(What this task involves): In the records below, begin at the line that has "#[derive(Default)]" and stop after the line that has "self.by_entity.remove_if(entity_id, |_, list|"; quote those lines verbatim and nothing more.

═══ Data for this exercise ═══

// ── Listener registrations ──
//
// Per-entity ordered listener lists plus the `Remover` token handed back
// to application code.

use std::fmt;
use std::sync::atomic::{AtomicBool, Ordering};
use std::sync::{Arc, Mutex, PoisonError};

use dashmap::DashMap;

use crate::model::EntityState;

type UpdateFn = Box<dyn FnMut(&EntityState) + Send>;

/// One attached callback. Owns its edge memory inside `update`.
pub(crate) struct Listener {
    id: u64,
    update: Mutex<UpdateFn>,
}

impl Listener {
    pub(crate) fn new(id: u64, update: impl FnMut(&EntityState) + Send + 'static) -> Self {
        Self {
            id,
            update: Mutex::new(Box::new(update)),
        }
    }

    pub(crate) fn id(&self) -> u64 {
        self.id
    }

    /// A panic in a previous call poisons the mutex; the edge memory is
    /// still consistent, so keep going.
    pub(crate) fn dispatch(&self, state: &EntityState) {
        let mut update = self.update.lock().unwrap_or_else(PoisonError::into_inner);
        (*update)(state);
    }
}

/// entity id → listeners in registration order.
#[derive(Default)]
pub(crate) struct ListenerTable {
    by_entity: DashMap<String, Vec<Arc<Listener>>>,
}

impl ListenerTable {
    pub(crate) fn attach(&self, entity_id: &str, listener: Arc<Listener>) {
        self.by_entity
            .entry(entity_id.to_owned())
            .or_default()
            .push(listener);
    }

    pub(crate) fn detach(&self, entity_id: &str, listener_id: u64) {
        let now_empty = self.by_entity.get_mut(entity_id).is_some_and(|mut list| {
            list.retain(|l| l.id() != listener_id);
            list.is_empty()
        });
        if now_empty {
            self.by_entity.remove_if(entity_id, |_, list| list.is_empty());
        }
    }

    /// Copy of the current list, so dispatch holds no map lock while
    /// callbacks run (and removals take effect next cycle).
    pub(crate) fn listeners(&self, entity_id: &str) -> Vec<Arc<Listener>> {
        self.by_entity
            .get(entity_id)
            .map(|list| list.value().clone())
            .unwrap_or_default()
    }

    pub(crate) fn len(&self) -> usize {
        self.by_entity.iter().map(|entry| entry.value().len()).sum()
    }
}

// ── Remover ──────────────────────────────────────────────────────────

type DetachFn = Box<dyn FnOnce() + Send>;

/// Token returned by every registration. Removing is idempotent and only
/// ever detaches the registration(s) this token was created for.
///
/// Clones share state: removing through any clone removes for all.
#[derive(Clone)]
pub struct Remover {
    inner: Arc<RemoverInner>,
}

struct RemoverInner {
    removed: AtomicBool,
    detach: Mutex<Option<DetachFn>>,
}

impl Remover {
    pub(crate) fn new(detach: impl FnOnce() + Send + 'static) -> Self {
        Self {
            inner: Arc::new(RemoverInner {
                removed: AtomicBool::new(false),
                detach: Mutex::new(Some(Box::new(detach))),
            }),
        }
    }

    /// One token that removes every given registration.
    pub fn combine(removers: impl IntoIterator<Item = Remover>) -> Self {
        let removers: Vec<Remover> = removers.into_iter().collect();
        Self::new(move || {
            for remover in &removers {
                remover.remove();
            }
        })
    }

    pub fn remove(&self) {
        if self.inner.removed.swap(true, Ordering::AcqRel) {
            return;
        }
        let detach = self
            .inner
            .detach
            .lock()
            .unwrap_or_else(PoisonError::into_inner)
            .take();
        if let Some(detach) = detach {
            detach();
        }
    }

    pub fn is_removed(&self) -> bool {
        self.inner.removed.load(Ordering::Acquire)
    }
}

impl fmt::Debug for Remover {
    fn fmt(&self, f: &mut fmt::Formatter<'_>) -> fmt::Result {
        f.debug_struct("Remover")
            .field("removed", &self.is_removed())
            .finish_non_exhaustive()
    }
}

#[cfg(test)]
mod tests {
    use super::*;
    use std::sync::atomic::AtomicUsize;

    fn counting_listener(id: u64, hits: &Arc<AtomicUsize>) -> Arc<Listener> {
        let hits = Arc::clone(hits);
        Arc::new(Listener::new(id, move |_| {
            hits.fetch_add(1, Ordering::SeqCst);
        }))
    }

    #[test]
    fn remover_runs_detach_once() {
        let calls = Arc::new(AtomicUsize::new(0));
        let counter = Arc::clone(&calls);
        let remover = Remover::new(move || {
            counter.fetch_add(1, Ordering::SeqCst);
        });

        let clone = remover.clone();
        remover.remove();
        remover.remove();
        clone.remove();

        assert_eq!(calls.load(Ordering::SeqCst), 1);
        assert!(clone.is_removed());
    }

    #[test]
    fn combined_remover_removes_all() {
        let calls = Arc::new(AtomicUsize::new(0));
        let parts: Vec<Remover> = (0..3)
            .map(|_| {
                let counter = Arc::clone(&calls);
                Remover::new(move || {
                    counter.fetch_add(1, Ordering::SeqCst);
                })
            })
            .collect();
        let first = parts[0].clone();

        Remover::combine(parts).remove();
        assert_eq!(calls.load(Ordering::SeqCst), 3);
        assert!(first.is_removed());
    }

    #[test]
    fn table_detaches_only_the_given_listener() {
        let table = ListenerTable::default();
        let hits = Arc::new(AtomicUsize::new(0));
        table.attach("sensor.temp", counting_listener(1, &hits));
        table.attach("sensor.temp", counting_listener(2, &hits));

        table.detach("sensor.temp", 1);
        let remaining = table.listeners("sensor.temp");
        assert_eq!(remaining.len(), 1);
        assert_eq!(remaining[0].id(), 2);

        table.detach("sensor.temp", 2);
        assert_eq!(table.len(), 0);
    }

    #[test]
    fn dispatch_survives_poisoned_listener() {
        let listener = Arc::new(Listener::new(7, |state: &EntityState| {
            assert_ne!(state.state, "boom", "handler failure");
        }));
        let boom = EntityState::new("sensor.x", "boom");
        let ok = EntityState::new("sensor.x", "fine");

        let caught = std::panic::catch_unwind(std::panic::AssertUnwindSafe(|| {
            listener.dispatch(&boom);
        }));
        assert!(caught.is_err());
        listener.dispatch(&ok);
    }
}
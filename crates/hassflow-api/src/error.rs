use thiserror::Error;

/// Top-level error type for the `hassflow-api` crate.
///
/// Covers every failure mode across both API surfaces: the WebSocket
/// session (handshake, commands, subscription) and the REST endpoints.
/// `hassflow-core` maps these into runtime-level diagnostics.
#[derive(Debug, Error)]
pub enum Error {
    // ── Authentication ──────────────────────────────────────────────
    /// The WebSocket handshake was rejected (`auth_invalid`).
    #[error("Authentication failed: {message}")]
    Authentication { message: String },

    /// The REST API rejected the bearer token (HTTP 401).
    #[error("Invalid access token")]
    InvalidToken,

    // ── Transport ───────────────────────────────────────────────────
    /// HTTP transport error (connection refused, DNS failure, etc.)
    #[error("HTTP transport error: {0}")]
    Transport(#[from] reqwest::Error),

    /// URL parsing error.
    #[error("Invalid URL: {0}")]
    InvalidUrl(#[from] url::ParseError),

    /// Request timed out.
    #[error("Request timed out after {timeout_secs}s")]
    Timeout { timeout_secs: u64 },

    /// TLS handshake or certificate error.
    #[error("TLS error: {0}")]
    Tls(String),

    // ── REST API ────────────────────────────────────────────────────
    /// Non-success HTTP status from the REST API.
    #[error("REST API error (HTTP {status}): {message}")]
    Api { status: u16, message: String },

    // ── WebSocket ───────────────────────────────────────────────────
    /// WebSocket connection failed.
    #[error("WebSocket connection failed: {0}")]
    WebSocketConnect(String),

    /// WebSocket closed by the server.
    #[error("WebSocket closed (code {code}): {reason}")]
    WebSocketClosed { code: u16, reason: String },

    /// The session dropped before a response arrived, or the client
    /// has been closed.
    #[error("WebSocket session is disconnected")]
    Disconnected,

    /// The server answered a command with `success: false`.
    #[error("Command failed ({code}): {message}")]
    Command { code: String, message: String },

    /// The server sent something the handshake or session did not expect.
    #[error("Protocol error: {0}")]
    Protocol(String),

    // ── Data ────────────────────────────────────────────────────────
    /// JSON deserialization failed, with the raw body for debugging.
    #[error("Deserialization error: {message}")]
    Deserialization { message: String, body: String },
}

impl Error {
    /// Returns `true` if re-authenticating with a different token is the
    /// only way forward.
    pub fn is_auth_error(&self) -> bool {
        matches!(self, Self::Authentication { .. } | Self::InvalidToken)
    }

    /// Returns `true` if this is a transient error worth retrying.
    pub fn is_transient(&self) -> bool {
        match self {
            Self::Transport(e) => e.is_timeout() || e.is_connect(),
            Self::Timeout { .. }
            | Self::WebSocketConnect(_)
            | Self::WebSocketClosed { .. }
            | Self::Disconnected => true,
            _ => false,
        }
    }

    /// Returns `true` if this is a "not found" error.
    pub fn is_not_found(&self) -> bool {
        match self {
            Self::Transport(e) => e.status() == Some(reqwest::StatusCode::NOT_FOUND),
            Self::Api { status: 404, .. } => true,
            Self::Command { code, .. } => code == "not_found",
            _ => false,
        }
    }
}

═══

(Task result):
#[derive(Default)]
pub(crate) struct ListenerTable {
    by_entity: DashMap<String, Vec<Arc<Listener>>>,
}

impl ListenerTable {
    pub(crate) fn attach(&self, entity_id: &str, listener: Arc<Listener>) {
        self.by_entity
            .entry(entity_id.to_owned())
            .or_default()
            .push(listener);
    }

    pub(crate) fn detach(&self, entity_id: &str, listener_id: u64) {
        let now_empty = self.by_entity.get_mut(entity_id).is_some_and(|mut list| {
            list.retain(|l| l.id() != listener_id);
            list.is_empty()
        });
        if now_empty {
            self.by_entity.remove_if(entity_id, |_, list| list.is_empty());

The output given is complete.